Todos à espera que João Gilberto abra a porta de casa
Passou pouco mais de uma semana desde que um tribunal do Rio de Janeiro autorizou a entrada forçada no apartamento do músico João Gilberto, a pedido da sua filha, Bebel Gilberto. Mas até agora ainda nada aconteceu. O músico de 86 anos, o pai da Bossa Nova, que será para sempre lembrado como a voz de temas incontornáveis como Chega de Saudade, em parceria com Tom Jobim e Vinicius de Moraes, continua em casa e a família continua trocando acusações públicas sobre o seu estado de saúde e também sobre a saúde das suas finanças.
Afastado dos holofotes nos últimos anos, de acordo com a imprensa brasileira, o artista está doente, debilitado, e vive recluso, por vontade própria, num apartamento alugado no Rio de Janeiro. João Gilberto mora sozinho e não é visto fora de casa há muitos anos, nem pelos vizinhos do prédio, na rua Carlos Góis, no bairro de Ipanema. E está falido.
Em novembro passado, João Gilberto foi interditado judicialmente pela filha Bebel devido aos muitos problemas financeiros que enfrenta. Mas para que Bebel Gilberto possa ser a representante legal do pai definitivamente - ou seja, para que possa tomar todas as decisões relativamente a património, contratos, finanças e legado artístico -, é necessário que o cantor passe por uma perícia médica para determinar seu estado de saúde. Houve, pelo menos, cinco tentativas de notificar o artista, mas ele sempre se recusou a abrir a porta. Até que na semana passada, a filha de Miúcha conseguiu a autorização da justiça para arrombar a casa do músico e levá-lo a fazer exames médicos.

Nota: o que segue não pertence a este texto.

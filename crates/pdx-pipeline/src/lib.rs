//! Extract-transform-load of PokeAPI records into the pokedex store.
//!
//! ## Stages
//!
//! - [`Source`] — Fetches one raw record per upstream identifier
//! - [`transform`] — Normalizes a raw record into a [`PokemonCreate`](pdx_entities::PokemonCreate)
//! - [`Loader`] — Get-or-create of shared entities, idempotent Pokémon insertion
//! - [`Pipeline`] — Sequential fetch → transform → load over an ID range
//!
//! ## Failures
//!
//! - [`Failure`] — Fetch, validation or storage failure of a single ID
mod error;
#[cfg(any(test, feature = "fixtures"))]
mod fixtures;
mod load;
mod pipeline;
mod pokeapi;
mod source;
mod transform;

pub use error::*;
#[cfg(any(test, feature = "fixtures"))]
pub use fixtures::*;
pub use load::*;
pub use pipeline::*;
pub use pokeapi::*;
pub use source::*;
pub use transform::*;
//! Pokedex ETL Binary
//!
//! Runs the pipeline once over an ID range and prints the tally as JSON.

use clap::Parser;
use pdx_core::*;
use pdx_pipeline::*;
use pdx_store::*;
use std::sync::Arc;

#[derive(Parser)]
#[command(author, version, about = "Load a range of PokeAPI records into the pokedex store", long_about = None)]
struct Args {
    /// First upstream identifier to fetch
    #[arg(long, default_value_t = DEFAULT_START_ID)]
    start: i32,
    /// Last upstream identifier to fetch (inclusive)
    #[arg(long, default_value_t = DEFAULT_END_ID)]
    end: i32,
    /// Load into an in-memory store instead of DB_URL; nothing is persisted
    #[arg(long)]
    memory: bool,
}

#[tokio::main]
async fn main() -> anyhow::Result<()> {
    log();
    kys();
    let args = Args::parse();
    let settings = Settings::from_env();
    let store: Arc<dyn Store> = match args.memory {
        true => Arc::new(Memory::new()),
        false => Arc::new(Postgres::connect(settings.db_url.as_deref()).await?),
    };
    store.migrate().await?;
    let source = PokeApi::from_settings(&settings)?;
    let tally = Pipeline::new(source, store).run(args.start, args.end).await;
    println!("{}", serde_json::to_string(&tally)?);
    Ok(())
}
use std::time::Duration;

/// Upstream PokeAPI root used when `POKEAPI_URL` is unset.
pub const POKEAPI_URL: &str = "https://pokeapi.co/api/v2";
/// Listen address used when `BIND_ADDR` is unset.
pub const BIND_ADDR: &str = "0.0.0.0:8000";
/// Browser origin allowed by CORS when `CORS_ORIGIN` is unset.
pub const CORS_ORIGIN: &str = "http://localhost:3000";
/// Upstream request timeout used when `FETCH_TIMEOUT` is unset or malformed.
pub const FETCH_TIMEOUT: Duration = Duration::from_secs(30);

/// Runtime configuration gathered from the environment.
///
/// Every field except the database URL has a default; the database URL is
/// only required by the PostgreSQL store, so it stays optional here and is
/// checked where the connection is opened.
#[derive(Debug, Clone, PartialEq, Eq)]
pub struct Settings {
    pub db_url: Option<String>,
    pub bind_addr: String,
    pub pokeapi_url: String,
    pub cors_origin: String,
    pub fetch_timeout: Duration,
}

impl Default for Settings {
    fn default() -> Self {
        Self {
            db_url: None,
            bind_addr: BIND_ADDR.to_string(),
            pokeapi_url: POKEAPI_URL.to_string(),
            cors_origin: CORS_ORIGIN.to_string(),
            fetch_timeout: FETCH_TIMEOUT,
        }
    }
}

impl Settings {
    /// Reads `DB_URL`, `BIND_ADDR`, `POKEAPI_URL`, `CORS_ORIGIN` and
    /// `FETCH_TIMEOUT`, after loading any `.env` file.
    pub fn from_env() -> Self {
        crate::dotenv();
        Self::from_lookup(|key| std::env::var(key).ok())
    }

    /// Builds settings from an arbitrary key lookup.
    pub fn from_lookup<F>(lookup: F) -> Self
    where
        F: Fn(&str) -> Option<String>,
    {
        let defaults = Self::default();
        let var = |key: &str| lookup(key).filter(|v| !v.trim().is_empty());
        Self {
            db_url: var("DB_URL"),
            bind_addr: var("BIND_ADDR").unwrap_or(defaults.bind_addr),
            pokeapi_url: var("POKEAPI_URL")
                .map(|url| url.trim_end_matches('/').to_string())
                .unwrap_or(defaults.pokeapi_url),
            cors_origin: var("CORS_ORIGIN").unwrap_or(defaults.cors_origin),
            fetch_timeout: match var("FETCH_TIMEOUT") {
                None => defaults.fetch_timeout,
                Some(s) => crate::parse_duration(&s).unwrap_or_else(|| {
                    log::warn!("invalid FETCH_TIMEOUT {:?}, using default", s);
                    defaults.fetch_timeout
                }),
            },
        }
    }
}

#[cfg(test)]
mod tests {
    use super::*;
    use std::collections::HashMap;

    fn lookup(pairs: &[(&str, &str)]) -> impl Fn(&str) -> Option<String> {
        let map = pairs
            .iter()
            .map(|(k, v)| (k.to_string(), v.to_string()))
            .collect::<HashMap<_, _>>();
        move |key| map.get(key).cloned()
    }

    #[test]
    fn empty_environment_yields_defaults() {
        let settings = Settings::from_lookup(lookup(&[]));
        assert_eq!(settings, Settings::default());
        assert_eq!(settings.pokeapi_url, "https://pokeapi.co/api/v2");
        assert!(settings.db_url.is_none());
    }
    #[test]
    fn environment_overrides_defaults() {
        let settings = Settings::from_lookup(lookup(&[
            ("DB_URL", "postgres://localhost/pokedex"),
            ("BIND_ADDR", "127.0.0.1:9000"),
            ("POKEAPI_URL", "http://mirror.local/api/v2/"),
            ("FETCH_TIMEOUT", "5s"),
        ]));
        assert_eq!(settings.db_url.as_deref(), Some("postgres://localhost/pokedex"));
        assert_eq!(settings.bind_addr, "127.0.0.1:9000");
        assert_eq!(settings.pokeapi_url, "http://mirror.local/api/v2");
        assert_eq!(settings.fetch_timeout, Duration::from_secs(5));
        assert_eq!(settings.cors_origin, CORS_ORIGIN);
    }
    #[test]
    fn blank_or_malformed_values_fall_back() {
        let settings = Settings::from_lookup(lookup(&[
            ("DB_URL", "   "),
            ("FETCH_TIMEOUT", "soon"),
        ]));
        assert!(settings.db_url.is_none());
        assert_eq!(settings.fetch_timeout, FETCH_TIMEOUT);
    }
}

"Espero que não seja internado. A situação é difícil, ele é muito fechado, tem 86 anos e algumas questões de saúde. Está muito magrinho. A Bebel está tentando de tudo por ele. Todos queremos que o João se trate. Ele foge de médico como o diabo da cruz. Se a gente marcar, ele desmarca 30 vezes", afirmou a ex-mulher, Miúcha, garantindo ainda que a situação não é tão má quanto alguma imprensa quer fazer crer: "Ele está cantando e tocando lindamente. É impressionante, mesmo com a idade."
A interdição do cantor foi pedida porque "João já vem apresentando, há alguns anos, um quadro confusional, que não permite a ele compreender com clareza e exatidão os atos jurídicos que lhe são solicitados por terceiros, resultando numa situação atual de absoluta penúria financeira, apesar de ser titular de direitos autorais que deveriam lhe garantir mais que sua subsistência por toda a sua vida", diz o comunicado divulgado por Bebel, através da sua advogada, Simone Kamenetz.
No entanto, a história não é assim tão simples.
Filhos e ex-companheiras de João Gilberto lutam pelo poder de controlar o património de João Gilberto. De um lado do conflito está Claudia Faissol, ex-companheira do músico; e, do outro, os dois filhos mais velhos do compositor, João Marcelo e Bebel. Os filhos acusam Claudia de administrar de forma incompetente os negócios do artista, função que ela cumpriu durante mais de uma década. Mas a situação não melhorou com o afastamento de Claudia, sendo substituída por Maria do Céu Harris, outra ex-companheira do músico.
Um dos deslizes ocorreu em 2011: quando completou 80 anos, João Gilberto anunciou que faria espetáculos comemorativos pelo Brasil. Mas os concertos foram cancelados por motivos de saúde e a Justiça ordenou que ele pagasse 1,2 milhões de reais de multa à produção. Outro erro foi cometido, segundo João Marcelo e Bebel, em 2013, com a entrega de 60% dos direitos sobre os quatro primeiros discos do cantor ao banco Opportunity. Esta terá sido, segundo Claudia, uma maneira de minorar os problemas financeiros de João Gilberto. Mas João Marcelo acusou-a de fazer um negócio por fora com o banco, recebendo de 5% a 10% do valor negociado. "Ela é uma criminosa e continua a roubar do meu pai", dizia João Marcelo, em julho do ano passado. "Se as finanças do meu pai não estivessem um circo, ele estaria cheio de dinheiro."
Entretanto, os dois irmãos também já se desentenderam. Numa longa publicação no Facebook, em inglês (ele vive nos Estados Unidos), Marcelo criticou Bebel: "Meu pai foi efetivamente sequestrado e alienado de mim e da minha família direta. Eu não fui informado, aconselhado, consultado ou sequer tinha conhecimento das maquinações legais ou físicas que minha irmã tomou", escreveu, antes de finalizar: "Desculpa, pai, eu não consegui manter os abutres longe de você."